Hezbollah foes assail group's support for Assad

Analyst says Hezbollah putting Lebanon in the eye of the storm; sectarian tensions increasing in the country.

Nasarallah adresses crowd in Beirut (photo credit: REUTERS)
Nasarallah adresses crowd in Beirut
(photo credit: REUTERS)
BEIRUT - Hezbollah's increasingly visible support for Syrian President Bashar Assad and its latest military challenge to Israel has put the terrorist group on a collision course with domestic opponents who accuse it of dragging Lebanon towards regional conflict.
While still denying it has sent forces to Syria to fight alongside soldiers trying to crush a 19-month-old uprising against Assad, Hezbollah has held a number of public funerals this month for fighters killed performing "jihadi duties."

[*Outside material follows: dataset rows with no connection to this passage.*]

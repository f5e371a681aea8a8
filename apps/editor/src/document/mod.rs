// Document Store and the uniform collection operation set.
// All mutations are synchronous; readers only ever see `Arc` snapshots.

pub mod collection;
pub mod ids;
pub mod store;

pub use collection::{CollectionName, Entity, EntityList, FieldValue};
pub use ids::{EntityId, IdGenerator};
pub use store::{DocumentStore, FieldPath};
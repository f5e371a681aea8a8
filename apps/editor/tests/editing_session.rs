use std::sync::Arc;

use editor::models::PersonalField;
use editor::preview::SectionKind;
use editor::sync::Exchange;
use editor::{
    CollectionName, EditorError, EditorSession, FieldPath, InMemoryRemote, ResumeDocument,
};

fn remote_with(ids: &[&str]) -> Arc<InMemoryRemote> {
    let remote = InMemoryRemote::new();
    for id in ids {
        remote.insert(ResumeDocument::new(*id, format!("Resume {id}")));
    }
    Arc::new(remote)
}

#[tokio::test]
async fn test_build_a_resume_from_scratch() {
    let remote = remote_with(&["r-1"]);
    let mut session = EditorSession::new(remote.clone());
    session.load("r-1").await.unwrap();

    let store = session.store_mut();
    store
        .replace_field(FieldPath::PersonalInfo(PersonalField::FullName), "Linus Torvalds")
        .unwrap();
    store
        .replace_field("personal_info.email".parse().unwrap(), "linus@example.com")
        .unwrap();

    store.append_entity(CollectionName::Experiences).unwrap();
    store
        .update_entity_field(CollectionName::Experiences, 0, "title", "Maintainer")
        .unwrap();
    store
        .update_entity_field(CollectionName::Experiences, 0, "organization", "Linux Foundation")
        .unwrap();

    for name in ["C", "Git", ""] {
        store.append_entity(CollectionName::Skills).unwrap();
        let last = store.len(CollectionName::Skills).unwrap() - 1;
        store
            .update_entity_field(CollectionName::Skills, last, "name", name)
            .unwrap();
    }

    let preview = session.preview().unwrap();
    let markdown = preview.render_markdown();
    assert!(markdown.starts_with("# Linus Torvalds\nlinus@example.com\n"));
    assert!(markdown.contains("### Maintainer\nLinux Foundation\n"));
    assert!(markdown.ends_with("## SKILLS\n\nC, Git\n\n"));

    session.save().await.unwrap();
    let stored = remote.stored("r-1").unwrap();
    assert_eq!(stored.data.skills.len(), 3);
    assert_eq!(stored.data.experiences[0].title, "Maintainer");

    let score = session.calculate_score().await.unwrap();
    // contact incomplete (no phone), short summary, one role, no education,
    // three skills, no projects: 15 + 10
    assert_eq!(score.score, 25);
    assert_eq!(score.breakdown["skills"], 10);
}

#[tokio::test]
async fn test_spawned_enrichment_applies_after_concurrent_edits() {
    let remote = remote_with(&["r-1"]);
    let mut session = EditorSession::new(remote.clone());
    session.load("r-1").await.unwrap();
    session
        .store_mut()
        .append_entity(CollectionName::Skills)
        .unwrap();
    session
        .store_mut()
        .update_entity_field(CollectionName::Skills, 0, "name", "Rust")
        .unwrap();

    let summary = session.spawn_summary().unwrap();
    let score = session.spawn_score().unwrap();

    // Editing carries on while both exchanges are in flight.
    session
        .store_mut()
        .append_entity(CollectionName::Projects)
        .unwrap();

    let note = session.apply_summary(summary.await.unwrap().unwrap()).unwrap();
    assert!(note.is_some());
    let applied = session.apply_score(score.await.unwrap().unwrap()).unwrap();
    // Scored from the snapshot taken before the project was added.
    assert_eq!(applied.breakdown["achievements"], 0);

    let snapshot = session.store().snapshot().unwrap();
    assert_eq!(snapshot.data.projects.len(), 1);
    assert!(snapshot.data.summary.contains("Rust"));
    assert_eq!(remote.request_count(Exchange::GenerateSummary), 1);
    assert_eq!(remote.request_count(Exchange::CalculateScore), 1);
}

#[tokio::test]
async fn test_enrichment_for_closed_document_is_rejected() {
    let remote = remote_with(&["r-1", "r-2"]);
    let mut session = EditorSession::new(remote);
    session.load("r-1").await.unwrap();

    let pending = session.spawn_score().unwrap();
    session.load("r-2").await.unwrap();

    let result = pending.await.unwrap().unwrap();
    assert!(matches!(
        session.apply_score(result),
        Err(EditorError::DocumentChanged { .. })
    ));
    assert!(session.score().is_none());
}

#[tokio::test]
async fn test_remote_outage_never_touches_local_state() {
    let remote = remote_with(&["r-1"]);
    let mut session = EditorSession::new(remote.clone());
    session.load("r-1").await.unwrap();
    session
        .store_mut()
        .replace_field(FieldPath::Summary, "Draft summary")
        .unwrap();
    let score = session.calculate_score().await.unwrap().clone();
    let before = (*session.store().snapshot().unwrap()).clone();
    let preview_before = session.preview().unwrap();

    for exchange in [Exchange::Save, Exchange::GenerateSummary, Exchange::CalculateScore] {
        remote.fail(exchange);
    }

    assert!(matches!(session.save().await, Err(EditorError::Transport(_))));
    assert!(matches!(
        session.generate_summary().await,
        Err(EditorError::Service(_))
    ));
    assert!(matches!(
        session.calculate_score().await,
        Err(EditorError::Service(_))
    ));

    assert_eq!(*session.store().snapshot().unwrap(), before);
    assert_eq!(session.preview().unwrap(), preview_before);
    assert_eq!(session.score(), Some(&score));
    assert_eq!(remote.stored("r-1").unwrap().data.summary, "");

    remote.recover(Exchange::Save);
    session.save().await.unwrap();
    assert_eq!(remote.stored("r-1").unwrap().data.summary, "Draft summary");
}

#[tokio::test]
async fn test_library_then_open() {
    let remote = Arc::new(InMemoryRemote::new());
    let session = EditorSession::new(remote.clone());
    let created = session
        .remote()
        .create_document("Backend CV", "modern")
        .await
        .unwrap();
    assert_eq!(session.remote().list_documents().await.unwrap().len(), 1);

    let mut session = session;
    session.load(&created.id).await.unwrap();
    assert_eq!(session.store().document_id(), Some(created.id.as_str()));
    assert!(session.preview().unwrap().section(SectionKind::Summary).is_none());

    session.rename("Systems CV").await.unwrap();
    assert_eq!(remote.stored(&created.id).unwrap().title, "Systems CV");
}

Security sources said the men were killed on Syrian territory.
Hezbollah's political opponents, who have for months accused it of aiding Assad's forces, have rushed to condemn the group and warned its involvement in Syria could ignite sectarian tension within Lebanon where religious factions fought a 1975-1990 civil war.
In a defiant speech on Thursday night, Hezbollah Secretary-General Sayyed Hassan Nasrallah said the Shi'ite group was not reinforcing its ally in Damascus. But his comments suggested that Hezbollah fighters may have been fighting in border regions of the poorly defined frontier.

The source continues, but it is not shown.